MESSENGER, the Largest Spacecraft on Mercury, Observes the Planet’s Core and Exosphere

spacecraft on mercury

Scientists want to better understand how Mercury formed and evolved during its 4.5 billion-year existence, so they are studying both its interior and exterior features.

Without major rocket advancements like solar sails or solar electric propulsion, reaching Mercury was unlikely. But researchers found a way to use its gravity as an aid.

Mercury’s Surface

Mercury’s proximity to the Sun makes it challenging for astronomers on Earth to study. Even at its closest approach, it measures only three times larger than our Moon and seven times brighter; optimal viewing occurs between January and April and late August to December.

Mariner 10 made three flybys of Mercury during its three flybys in the 1970s, but more recently MESSENGER was able to orbit Mercury until running out of fuel and colliding into its surface in 2015. MESSENGER revealed numerous fascinating facts about Mercury – such as that its polar deposits are composed mainly of water ice.

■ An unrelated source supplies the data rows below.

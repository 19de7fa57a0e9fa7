//! Command line interface

use clap::Parser;
use std::path::PathBuf;
use swefix_common::{DatasetSplit, JobConfig, Result};

#[derive(Parser, Debug, Clone)]
#[command(
    name = "swefix-driver",
    version,
    about = "Generate candidate bug fixes for a SWE-bench style dataset split"
)]
pub struct Cli {
    /// YAML configuration file
    #[arg(short, long, env = "SWEFIX_CONFIG")]
    pub config: Option<PathBuf>,

    /// Root directory of the task dataset
    #[arg(long)]
    pub dataset_path: Option<PathBuf>,

    /// Dataset split to process (train, dev or test)
    #[arg(long)]
    pub dataset_split: Option<DatasetSplit>,

    /// Model location, replacing the configured one
    #[arg(long)]
    pub model_path_override: Option<String>,

    /// Root of the durable output store
    #[arg(long)]
    pub output_root: Option<PathBuf>,

    /// Prefix of the output directory name
    #[arg(long)]
    pub output_path_prefix: Option<String>,

    /// Worker threads (0 = CPU count)
    #[arg(long)]
    pub workers: Option<usize>,

    /// Partitions (0 = one per worker)
    #[arg(long)]
    pub partitions: Option<usize>,

    /// Print the effective configuration and exit
    #[arg(long)]
    pub print_config: bool,
}

impl Cli {
    /// Apply command line overrides on top of file and env configuration
    pub fn apply(&self, config: &mut JobConfig) {
        if let Some(path) = &self.dataset_path {
            config.dataset.path = path.clone();
        }
        if let Some(split) = self.dataset_split {
            config.dataset.split = split;
        }
        if let Some(model) = &self.model_path_override {
            config.generation.model_location = model.clone();
        }
        if let Some(root) = &self.output_root {
            config.output.root = root.clone();
        }
        if let Some(prefix) = &self.output_path_prefix {
            config.output.prefix = prefix.clone();
        }
        if let Some(workers) = self.workers {
            config.execution.workers = workers;
        }
        if let Some(partitions) = self.partitions {
            config.execution.partitions = partitions;
        }
    }

    /// Load, override and validate the job configuration
    pub fn resolve_config(&self) -> Result<JobConfig> {
        let mut config = JobConfig::load(self.config.as_deref())?;
        self.apply(&mut config);
        config.validate()?;
        Ok(config)
    }
}
//! Generation engine
//!
//! Turns a column of prompts into an aligned column of completions. Every
//! row is generated independently: a failing row (error or panic) becomes a
//! [`Completion::Failed`] and the remaining rows are still processed.

use crate::model::{ModelHandle, SamplingParams};
use crate::prompt::normalize_completion;
use std::panic::{self, AssertUnwindSafe};
use std::time::Instant;
use swefix_common::{Completion, GenerationConfig, Result, SwefixError, METRICS};
use tracing::{debug, trace, warn};

/// Row-by-row generation against a loaded model
pub struct GenerationEngine<'a> {
    handle: &'a ModelHandle,
    config: &'a GenerationConfig,
    params: SamplingParams,
}

impl<'a> GenerationEngine<'a> {
    /// Create an engine for a handle and the shared generation config
    pub fn new(handle: &'a ModelHandle, config: &'a GenerationConfig) -> Self {
        let params = SamplingParams::from_config(config, handle.tokenizer.as_ref());
        if params.num_return_sequences > 1 {
            debug!(
                "{} sequences requested per prompt, only the first is kept",
                params.num_return_sequences
            );
        }
        Self {
            handle,
            config,
            params,
        }
    }

    /// Generate one completion per prompt
    ///
    /// The output has the same length and order as `prompts`. Absent or
    /// empty prompts yield [`Completion::Skipped`] without invoking the model.
    /// This call never fails as a whole.
    pub fn generate_many(&self, prompts: &[Option<&str>]) -> Vec<Completion> {
        let start = Instant::now();

        let completions: Vec<Completion> = prompts
            .iter()
            .enumerate()
            .map(|(row, prompt)| self.generate_row(row, *prompt))
            .collect();

        let failed = completions.iter().filter(|c| c.is_failed()).count();
        debug!(
            "Generated {} completions ({} failed) with {} in {:?}",
            completions.len(),
            failed,
            self.config.model_location,
            start.elapsed()
        );

        completions
    }

    fn generate_row(&self, row: usize, prompt: Option<&str>) -> Completion {
        let prompt = match prompt {
            Some(prompt) if !prompt.is_empty() => prompt,
            _ => {
                trace!("Row {}: no prompt, skipping", row);
                METRICS.inference.rows_skipped.inc();
                return Completion::Skipped;
            }
        };

        METRICS.inference.rows_total.inc();
        let start = Instant::now();

        let outcome = panic::catch_unwind(AssertUnwindSafe(|| self.generate_one(prompt)))
            .unwrap_or_else(|payload| Err(SwefixError::generation(panic_message(payload.as_ref()))));

        METRICS
            .inference
            .generation_duration
            .observe(start.elapsed().as_secs_f64());

        match outcome {
            Ok(text) => {
                trace!("Row {}: generated {} chars in {:?}", row, text.len(), start.elapsed());
                METRICS.inference.rows_succeeded.inc();
                Completion::Fix(text)
            }
            Err(e) => {
                warn!("Error during generation for row {}: {}", row, e);
                METRICS.inference.rows_failed.inc();
                Completion::Failed(e.to_string())
            }
        }
    }

    /// Tokenize, generate, decode the new span and normalize it
    fn generate_one(&self, prompt: &str) -> Result<String> {
        let tokenizer = self.handle.tokenizer.as_ref();

        let input_ids = tokenizer.encode(prompt)?;
        if input_ids.is_empty() {
            return Err(SwefixError::tokenizer("Prompt produced no tokens"));
        }
        let prompt_len = input_ids.len();

        let sequences = self.handle.model.generate(&input_ids, &self.params)?;
        let first = sequences
            .into_iter()
            .next()
            .ok_or_else(|| SwefixError::generation("Model returned no sequences"))?;

        let new_tokens = first.get(prompt_len..).unwrap_or(&[]);
        METRICS
            .inference
            .tokens_generated_total
            .inc_by(new_tokens.len() as u64);

        let decoded = tokenizer.decode(new_tokens, true)?;
        Ok(normalize_completion(&decoded))
    }
}

fn panic_message(payload: &(dyn std::any::Any + Send)) -> String {
    if let Some(msg) = payload.downcast_ref::<&str>() {
        format!("panic: {}", msg)
    } else if let Some(msg) = payload.downcast_ref::<String>() {
        format!("panic: {}", msg)
    } else {
        "panic during generation".to_string()
    }
}

#[cfg(test)]
mod tests {
    use super::*;
    use crate::model::testing::*;
    use crate::prompt::format_prompt;
    use std::sync::atomic::Ordering;
    use std::sync::Arc;

    fn engine_output(handle: &ModelHandle, prompts: &[Option<&str>]) -> Vec<Completion> {
        let config = GenerationConfig::new("/models/fake");
        GenerationEngine::new(handle, &config).generate_many(prompts)
    }

    #[test]
    fn test_generate_many_cleans_output() {
        let handle = canned_handle("  ```python\nreturn a + b\n```  ");
        let prompt = format_prompt("add is wrong");

        let completions = engine_output(&handle, &[Some(prompt.as_str())]);

        assert_eq!(completions, vec![Completion::Fix("return a + b".to_string())]);
    }

    #[test]
    fn test_order_and_count_preserved() {
        let handle = canned_handle("ok");
        let prompts: Vec<String> = (0..7).map(|i| format!("prompt {}", i)).collect();
        let refs: Vec<Option<&str>> = prompts.iter().map(|p| Some(p.as_str())).collect();

        let completions = engine_output(&handle, &refs);

        assert_eq!(completions.len(), 7);
        assert!(completions.iter().all(|c| *c == Completion::Fix("ok".to_string())));
        assert!(engine_output(&handle, &[]).is_empty());
    }

    #[test]
    fn test_failing_row_is_isolated() {
        let handle = canned_handle("fixed");

        let completions = engine_output(
            &handle,
            &[Some("first"), Some("please FAIL here"), Some("third")],
        );

        assert_eq!(completions[0], Completion::Fix("fixed".to_string()));
        assert_eq!(completions[2], Completion::Fix("fixed".to_string()));
        match &completions[1] {
            Completion::Failed(reason) => assert!(reason.contains("forced failure")),
            other => panic!("expected failure, got {:?}", other),
        }
        assert_eq!(
            completions[1].clone().into_column().unwrap(),
            "Error: Generation error: forced failure"
        );
    }

    #[test]
    fn test_panicking_row_is_isolated() {
        let handle = canned_handle("fixed");

        let completions = engine_output(&handle, &[Some("PANIC now"), Some("fine")]);

        match &completions[0] {
            Completion::Failed(reason) => assert!(reason.contains("forced panic")),
            other => panic!("expected failure, got {:?}", other),
        }
        assert_eq!(completions[1], Completion::Fix("fixed".to_string()));
    }

    #[test]
    fn test_absent_prompt_skips_model() {
        let model = CannedModel::new("fixed");
        let calls = Arc::clone(&model.calls);
        let handle = ModelHandle {
            location: "/models/fake".to_string(),
            tokenizer: Box::new(ByteTokenizer),
            model: Box::new(model),
        };

        let completions = engine_output(&handle, &[None, Some(""), Some("real")]);

        assert_eq!(completions[0], Completion::Skipped);
        assert_eq!(completions[1], Completion::Skipped);
        assert_eq!(completions[2], Completion::Fix("fixed".to_string()));
        assert_eq!(calls.load(Ordering::SeqCst), 1);
    }

    #[test]
    fn test_only_first_sequence_is_used() {
        let handle = canned_handle("first");
        let mut config = GenerationConfig::new("/models/fake");
        config.num_return_sequences = 3;

        let completions = GenerationEngine::new(&handle, &config).generate_many(&[Some("p")]);

        assert_eq!(completions, vec![Completion::Fix("first".to_string())]);
    }
}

MESSENGER data also revealed that Mercury’s rocky terrain continues to change billions of years after an asteroid strike, as seen by its surface striations known as “crater rays”, which appear brighter due to their finer grain crushed rock composition that reflects more light.

Mercury’s Atmosphere

Mercury differs significantly from Earth in that it lacks a thick atmosphere; instead, its tenuous exosphere consists of oxygen, hydrogen, sodium and helium held together by gravity in an irregular distribution sphere.

Mercury is constantly losing and creating gases as micrometeoroid impacts and subatomic particles from the sun hit its surface, freeing atoms to escape into space and thus creating the exosphere – an ever-evolving balance of creation and loss.

For better insight, scientists analyzed data collected during MESSENGER’s three flybys. MESSENGER measured variations in concentration of three key exospheric elements – sodium, calcium and magnesium. Researchers discovered each element experience its own seasonal variation tied to its orbit – for instance the sodium concentration increases as the planet gets closer to the Sun while diminishing as it moves further away.

Mercury’s Magnetosphere

Mercury’s magnetosphere is heavily affected by both solar wind dynamics and internal dynamo effects, with particularly dramatic impacts during interplanetary coronal mass ejections (ICMEs), expected to occur frequently during this period of high solar activity.

MESSENGER was an extraordinary witness to these events, collecting an unparalleled dataset that not only provided an unprecedented view of Mercury’s magnetic field structure but also revealed important insights into the physical processes that drive magnetosphere collapse and can be controlled by solar wind conditions.

On a recent flyby of Mercury, PICAM and MIPA measured ion densities just downstream the planet’s bow shock. Their data reveal a consistent signal with an unexpectedly higher average density, likely caused by an extremely large ICME Pram event that collapsed Mercury’s dayside magnetosphere on this orbit. They also demonstrate an unexpectedly large tail current sheet; an increase in current density leads to greater magnetic pressure on either northern or southern tail lobes of Mercury’s tail lobes resulting in an increased magnetic pressure increase on both northern or southern tail lobes of its tail lobes of Mercury’s tail lobes of its tail lobes.

Mercury’s Core

Mercury, as the second-smallest planet in our Solar System, is also its densest. Its thick metallic core comprises over 50% of its volume; much thicker than Earth’s. Geologists use data gathered by MESSENGER to understand what constitutes Mercury’s core.

This spacecraft discovered anomalous patterns on Mercury’s surface craters, such as ridges and troughs not present elsewhere, as well as mapping in unprecedented detail and discovering carbon-containing organic compounds.

MESSENGER’s gravity measurements allowed scientists to calculate Mercury’s mass and density, which, combined with topographic data, enabled researchers to assess its internal structure. For instance, this revealed its solid inner core resting beneath an outer layer of iron sulfide; and suggested its mantle and crust are less dense than anticipated – supporting one theory on how our Solar System’s smallest rocky planet developed its massive inner core; researchers may use this discovery as evidence against alien stars with which it orbits.